**Exercise data**
========================

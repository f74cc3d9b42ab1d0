//! Auto-resolution of addressed threads

use async_trait::async_trait;
use tracing::{info, warn};

use super::thread::{ReviewThread, ThreadStatus};
use crate::Result;

/// Marks review threads resolved on the hosting platform
#[async_trait]
pub trait ThreadResolver: Send + Sync {
    /// Resolve a thread by ID.
    ///
    /// Returns `Ok(true)` when the platform confirms the thread is resolved.
    async fn resolve(&self, thread_id: &str) -> Result<bool>;
}

/// A thread that could not be auto-resolved
#[derive(Debug, Clone, PartialEq, Eq)]
pub struct ResolveFailure {
    /// Thread that stayed addressed
    pub thread_id: String,
    /// Why resolution failed
    pub reason: String,
}

/// Outcome of an auto-resolve pass
#[derive(Debug, Clone, Default, PartialEq, Eq)]
pub struct AutoResolveSummary {
    /// IDs of threads that were resolved
    pub resolved: Vec<String>,
    /// Threads whose resolution failed
    pub failures: Vec<ResolveFailure>,
}

/// Resolve every `Addressed` thread through `resolver`.
///
/// Successfully resolved threads become `Resolved` and get `" (auto-resolved)"`
/// appended to their evidence. Failures leave the thread untouched and are
/// collected in the returned summary. Threads in any other status are skipped.
/// Call this only after the whole collection has been classified.
pub async fn auto_resolve<R: ThreadResolver + ?Sized>(
    resolver: &R,
    threads: &mut [ReviewThread],
) -> AutoResolveSummary {
    let mut summary = AutoResolveSummary::default();

    for thread in threads
        .iter_mut()
        .filter(|t| t.status == ThreadStatus::Addressed)
    {
        let reason = match resolver.resolve(&thread.thread_id).await {
            Ok(true) => {
                thread.status = ThreadStatus::Resolved;
                let evidence = thread.diff_evidence.take().unwrap_or_default();
                thread.diff_evidence = Some(format!("{} (auto-resolved)", evidence));
                info!(location = %thread.location(), "Resolved thread");
                summary.resolved.push(thread.thread_id.clone());
                continue;
            }
            Ok(false) => "platform did not report the thread as resolved".to_string(),
            Err(e) => e.to_string(),
        };

        warn!(thread_id = %thread.thread_id, %reason, "Failed to resolve thread");
        summary.failures.push(ResolveFailure {
            thread_id: thread.thread_id.clone(),
            reason,
        });
    }

    summary
}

========================

Where the line containing "pub struct AutoResolveSummary" appears in the records above, begin there and print every line through the last, exactly and with nothing else.

**Answer to this exercise**
pub struct AutoResolveSummary {
    /// IDs of threads that were resolved
    pub resolved: Vec<String>,
    /// Threads whose resolution failed
    pub failures: Vec<ResolveFailure>,
}

/// Resolve every `Addressed` thread through `resolver`.
///
/// Successfully resolved threads become `Resolved` and get `" (auto-resolved)"`
/// appended to their evidence. Failures leave the thread untouched and are
/// collected in the returned summary. Threads in any other status are skipped.
/// Call this only after the whole collection has been classified.
pub async fn auto_resolve<R: ThreadResolver + ?Sized>(
    resolver: &R,
    threads: &mut [ReviewThread],
) -> AutoResolveSummary {
    let mut summary = AutoResolveSummary::default();

    for thread in threads
        .iter_mut()
        .filter(|t| t.status == ThreadStatus::Addressed)
    {
        let reason = match resolver.resolve(&thread.thread_id).await {
            Ok(true) => {
                thread.status = ThreadStatus::Resolved;
                let evidence = thread.diff_evidence.take().unwrap_or_default();
                thread.diff_evidence = Some(format!("{} (auto-resolved)", evidence));
                info!(location = %thread.location(), "Resolved thread");
                summary.resolved.push(thread.thread_id.clone());
                continue;
            }
            Ok(false) => "platform did not report the thread as resolved".to_string(),
            Err(e) => e.to_string(),
        };

        warn!(thread_id = %thread.thread_id, %reason, "Failed to resolve thread");
        summary.failures.push(ResolveFailure {
            thread_id: thread.thread_id.clone(),
            reason,
        });
    }

    summary
}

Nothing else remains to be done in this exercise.